The world's number one PC manufacturer Lenovo has announced that a replacement Start button for Windows 8 will be installed on many of its devices, beginning in the next few weeks.
Windows 8 has struggled to make an impact in businesses, in part because its interface is so different from what went before. The tiled GUI is designed to work across a variety of devices including touch screen tablets, but for many traditional users on PCs and laptops it has proved too much of a learning curve.
The most common moan about Windows 8 is the lack of the Start button, which has been a recognisable feature of all versions of Microsoft's operating system since Windows 95. For mouse users, launching the equivalent of Start now involves clicking at the bottom of the screen or loading the charms bar, both of which are much less intuitive than the Start button - and being intuitive is what GUI design is all about.
Microsoft has bowed to the inevitable and brought back a version of the Start button in Windows 8.1 which is due for release on 18th October. Back in May Redmond announced that the Start button will be returning as a "tip".
However, many were disappointed to learn that rather than activating the menus that the Start button did in previous versions, the new Start tip will instead take users to their Start screen.

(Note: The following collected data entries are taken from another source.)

//! Byte-stability, persistence, and printing round-trips.

use std::io::Write;

use colson::marker::ColumnType;
use colson::{Document, RecordKey, Revise};

fn sample_document() -> Document {
    let mut doc = Document::new(RecordKey::Unsigned(17)).unwrap();
    doc.edit(|ins| {
        ins.insert_object(0, |obj| {
            obj.prop_string("name", "sensor-1")?;
            obj.prop_null("location")?;
            obj.prop_column("readings", ColumnType::U16, 4, |col| {
                col.insert_u16(101)?;
                col.insert_u16(99)?;
                col.insert_null()
            })?;
            obj.prop_array("tags", 0, |tags| {
                tags.insert_string("indoor")?;
                tags.insert_true()
            })
        })
    })
    .unwrap();
    doc
}

#[test]
fn decode_reencode_is_byte_identical() {
    let doc = sample_document();
    let bytes = doc.as_bytes().to_vec();

    let reopened = Document::from_bytes(&bytes).unwrap();
    assert_eq!(reopened.as_bytes(), bytes.as_slice());

    let again = Document::from_bytes(reopened.as_bytes()).unwrap();
    assert_eq!(again.as_bytes(), bytes.as_slice());
}

#[test]
fn open_from_file_via_mmap() {
    let doc = sample_document();

    let mut temp = tempfile::NamedTempFile::new().unwrap();
    temp.write_all(doc.as_bytes()).unwrap();
    temp.flush().unwrap();

    let mut opened = Document::open(temp.path()).unwrap();
    assert_eq!(opened.as_bytes(), doc.as_bytes());
    assert_eq!(opened.find("$.name").unwrap().string().unwrap(), "sensor-1");
}

#[test]
fn save_then_open_roundtrip() {
    let doc = sample_document();
    let dir = tempfile::tempdir().unwrap();
    let path = dir.path().join("record.colson");

    doc.save(&path).unwrap();
    let opened = Document::open(&path).unwrap();
    assert_eq!(opened.as_bytes(), doc.as_bytes());
}

#[test]
fn repeated_update_with_same_value_is_byte_identical() {
    let doc = sample_document();

    let once = Revise::update_one_set_u16(&doc, "$.readings[0]", 500).unwrap();
    let twice = Revise::update_one_set_u16(&once, "$.readings[0]", 500).unwrap();

    assert_eq!(once.as_bytes(), twice.as_bytes());
}

#[test]
fn revision_updates_commit_hash_deterministically() {
    let doc = sample_document();
    assert_eq!(doc.commit_hash().unwrap(), 0);

    let a = Revise::update_one_set_u16(&doc, "$.readings[0]", 7).unwrap();
    let b = Revise::update_one_set_u16(&doc, "$.readings[0]", 7).unwrap();
    assert_ne!(a.commit_hash().unwrap(), 0);
    assert_eq!(a.commit_hash().unwrap(), b.commit_hash().unwrap());

    let c = Revise::update_one_set_u16(&doc, "$.readings[0]", 8).unwrap();
    assert_ne!(a.commit_hash().unwrap(), c.commit_hash().unwrap());
}

#[test]
fn abandoned_revision_leaves_base_untouched() {
    let mut doc = sample_document();
    let before = doc.as_bytes().to_vec();

    {
        let mut revise = Revise::begin(&doc);
        revise.set_u16("$.readings[0]", 9999).unwrap();
        // Dropped without end(): the draft is discarded.
    }

    assert_eq!(doc.as_bytes(), before.as_slice());
    assert_eq!(doc.find("$.readings[0]").unwrap().unsigned().unwrap(), 101);
}

#[test]
fn column_append_then_remove_preserves_layout() {
    let mut doc = Document::new(RecordKey::None).unwrap();
    doc.edit(|ins| {
        ins.insert_column(ColumnType::U32, 4, |col| {
            col.insert_u32(1)?;
            col.insert_u32(2)
        })
    })
    .unwrap();
    let before = doc.as_bytes().len();

    let mut body = doc.body().unwrap();
    body.next().unwrap();
    let mut col = body.column_value().unwrap();
    {
        let mut ins = col.insert_begin();
        ins.insert_u32(3).unwrap();
    }
    assert_eq!(col.num_elements(), 3);
    col.remove(2).unwrap();
    assert_eq!(col.num_elements(), 2);
    assert_eq!(col.capacity(), 4);
    assert_eq!(col.u32_value(0).unwrap(), 1);
    assert_eq!(col.u32_value(1).unwrap(), 2);
    drop(col);
    drop(body);

    assert_eq!(doc.as_bytes().len(), before);
    Document::from_bytes(doc.as_bytes()).unwrap();
}

// ── Printing boundaries ────────────────────────────────────────────

#[test]
fn empty_containers_print_as_json() {
    let mut doc = Document::new(RecordKey::None).unwrap();
    assert_eq!(doc.to_json().unwrap(), "[]");

    let mut doc = Document::new(RecordKey::None).unwrap();
    doc.edit(|ins| ins.insert_object(0, |_| Ok(()))).unwrap();
    // Unit object at the record root prints as the record body.
    assert_eq!(doc.to_json().unwrap(), "{}");
}

#[test]
fn unit_column_prints_as_record_body() {
    let mut doc = Document::new(RecordKey::None).unwrap();
    doc.edit(|ins| {
        ins.insert_column(ColumnType::I8, 3, |col| {
            col.insert_i8(-1)?;
            col.insert_null()?;
            col.insert_i8(2)
        })
    })
    .unwrap();
    assert_eq!(doc.to_json().unwrap(), "[-1,null,2]");
}

#[test]
fn printed_output_is_valid_json() {
    let mut doc = sample_document();
    let text = doc.to_json().unwrap();
    let value: serde_json::Value = serde_json::from_str(&text).unwrap();
    assert_eq!(value["name"], "sensor-1");
    assert_eq!(value["readings"][0], 101);
    assert!(value["readings"][2].is_null());
    assert_eq!(value["tags"][1], true);
}

#[test]
fn find_result_to_json() {
    let mut doc = sample_document();
    let mut find = doc.find("$.tags").unwrap();
    let mut p = colson::printer::CompactJsonPrinter::new();
    find.to_json(&mut p).unwrap();
    assert_eq!(p.finish(), r#"["indoor",true]"#);
}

But Chinese device manufacturing giant Lenovo has seemingly decided that this is not enough, and is to start preloading some of its Windows 8 devices with a Start replacement by startup SweetLabs, which announced its partnership with Leonovo at an Intel Capital conference yesterday.
The Pokki start menu will start appearing on new Lenovo devices shortly, with the IdeaPad and ThinkPad laptop ranges and IdeaCentre PCs thought to be first in line. However, Pokki is far from just a button. SweetLabs, which is backed by Intel, runs its own appstore and Pokki will provide access to these apps, including PC applications and social media apps, as well many already available in Windows' own appstore. Thirteen languages are already supported.
SweetLabs co-founder Chester Ng said the company has already seen millions of downloads of Pokki on Windows 8. SweetLabs' app distribution capability is "how we help OEMs make more money," he told Bloomberg.
Indeed, some commentaters have already noted that Pokki nags users to install apps from the firm's store.
It is possible, therefore, that rather than being relieved to find a simple replacement front door to Windows 8, users will find Pokki to be the equivalent of a bustling market, complete with pushy salesmen, parked in the front hallway.